[Material shown Boundary: Start]

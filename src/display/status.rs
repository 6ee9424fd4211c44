//! Destination status tables

use chrono::{DateTime, Utc};
use tabled::settings::Style;
use tabled::{Table, Tabled};

use super::format::{format_age, format_size};
use crate::health::StatusSummary;

/// One row of the destination table
#[derive(Tabled)]
pub struct StatusRow {
    #[tabled(rename = "Name")]
    pub name: String,
    #[tabled(rename = "Disk")]
    pub disk: String,
    #[tabled(rename = "Reachable")]
    pub reachable: String,
    #[tabled(rename = "Healthy")]
    pub healthy: String,
    #[tabled(rename = "Backups")]
    pub count: String,
    #[tabled(rename = "Newest")]
    pub newest: String,
    #[tabled(rename = "Used storage")]
    pub used_storage: String,
}

impl StatusRow {
    pub fn from_summary(summary: &StatusSummary, now: DateTime<Utc>) -> Self {
        Self {
            name: summary.backup_name.clone(),
            disk: summary.disk_name.clone(),
            reachable: yes_no(summary.reachable),
            healthy: yes_no(summary.healthy),
            count: if summary.reachable {
                summary.backup_count.to_string()
            } else {
                "/".to_string()
            },
            newest: summary
                .newest_backup
                .map(|date| format_age(date, now))
                .unwrap_or_else(|| "No backups present".to_string()),
            used_storage: summary
                .used_storage
                .map(format_size)
                .unwrap_or_else(|| "/".to_string()),
        }
    }
}

fn yes_no(value: bool) -> String {
    if value { "✅" } else { "❌" }.to_string()
}

/// Table of destinations, healthy ones first
pub fn format_status_table(summaries: &[StatusSummary], now: DateTime<Utc>) -> String {
    if summaries.is_empty() {
        return "(no monitored destinations)".to_string();
    }

    let mut sorted: Vec<&StatusSummary> = summaries.iter().collect();
    sorted.sort_by_key(|s| !s.healthy);

    let rows: Vec<StatusRow> = sorted
        .into_iter()
        .map(|s| StatusRow::from_summary(s, now))
        .collect();
    let mut table = Table::new(rows);
    table.with(Style::rounded());
    table.to_string()
}

/// Failure lines for unhealthy destinations
pub fn format_failures(summaries: &[StatusSummary]) -> Vec<String> {
    summaries
        .iter()
        .filter_map(|s| {
            let message = s.failure_message.as_deref()?;
            let check = s.failed_check.as_deref().unwrap_or("unknown");
            let kind = if s.unexpected { " (unexpected)" } else { "" };
            Some(format!(
                "{} on {}: {}{}: {}",
                s.backup_name, s.disk_name, check, kind, message
            ))
        })
        .collect()
}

[Material shown Boundary: End]

### About this exercise
From the first line to the last, copy the records exactly as they appear above.

### Exercise solution
filename src/display/status.rs
repository 6ee9424fd4211c44
//! Destination status tables

use chrono::{DateTime, Utc};
use tabled::settings::Style;
use tabled::{Table, Tabled};

use super::format::{format_age, format_size};
use crate::health::StatusSummary;

/// One row of the destination table
#[derive(Tabled)]
pub struct StatusRow {
    #[tabled(rename = "Name")]
    pub name: String,
    #[tabled(rename = "Disk")]
    pub disk: String,
    #[tabled(rename = "Reachable")]
    pub reachable: String,
    #[tabled(rename = "Healthy")]
    pub healthy: String,
    #[tabled(rename = "Backups")]
    pub count: String,
    #[tabled(rename = "Newest")]
    pub newest: String,
    #[tabled(rename = "Used storage")]
    pub used_storage: String,
}

impl StatusRow {
    pub fn from_summary(summary: &StatusSummary, now: DateTime<Utc>) -> Self {
        Self {
            name: summary.backup_name.clone(),
            disk: summary.disk_name.clone(),
            reachable: yes_no(summary.reachable),
            healthy: yes_no(summary.healthy),
            count: if summary.reachable {
                summary.backup_count.to_string()
            } else {
                "/".to_string()
            },
            newest: summary
                .newest_backup
                .map(|date| format_age(date, now))
                .unwrap_or_else(|| "No backups present".to_string()),
            used_storage: summary
                .used_storage
                .map(format_size)
                .unwrap_or_else(|| "/".to_string()),
        }
    }
}

fn yes_no(value: bool) -> String {
    if value { "✅" } else { "❌" }.to_string()
}

/// Table of destinations, healthy ones first
pub fn format_status_table(summaries: &[StatusSummary], now: DateTime<Utc>) -> String {
    if summaries.is_empty() {
        return "(no monitored destinations)".to_string();
    }

    let mut sorted: Vec<&StatusSummary> = summaries.iter().collect();
    sorted.sort_by_key(|s| !s.healthy);

    let rows: Vec<StatusRow> = sorted
        .into_iter()
        .map(|s| StatusRow::from_summary(s, now))
        .collect();
    let mut table = Table::new(rows);
    table.with(Style::rounded());
    table.to_string()
}

/// Failure lines for unhealthy destinations
pub fn format_failures(summaries: &[StatusSummary]) -> Vec<String> {
    summaries
        .iter()
        .filter_map(|s| {
            let message = s.failure_message.as_deref()?;
            let check = s.failed_check.as_deref().unwrap_or("unknown");
            let kind = if s.unexpected { " (unexpected)" } else { "" };
            Some(format!(
                "{} on {}: {}{}: {}",
                s.backup_name, s.disk_name, check, kind, message
            ))
        })
        .collect()
}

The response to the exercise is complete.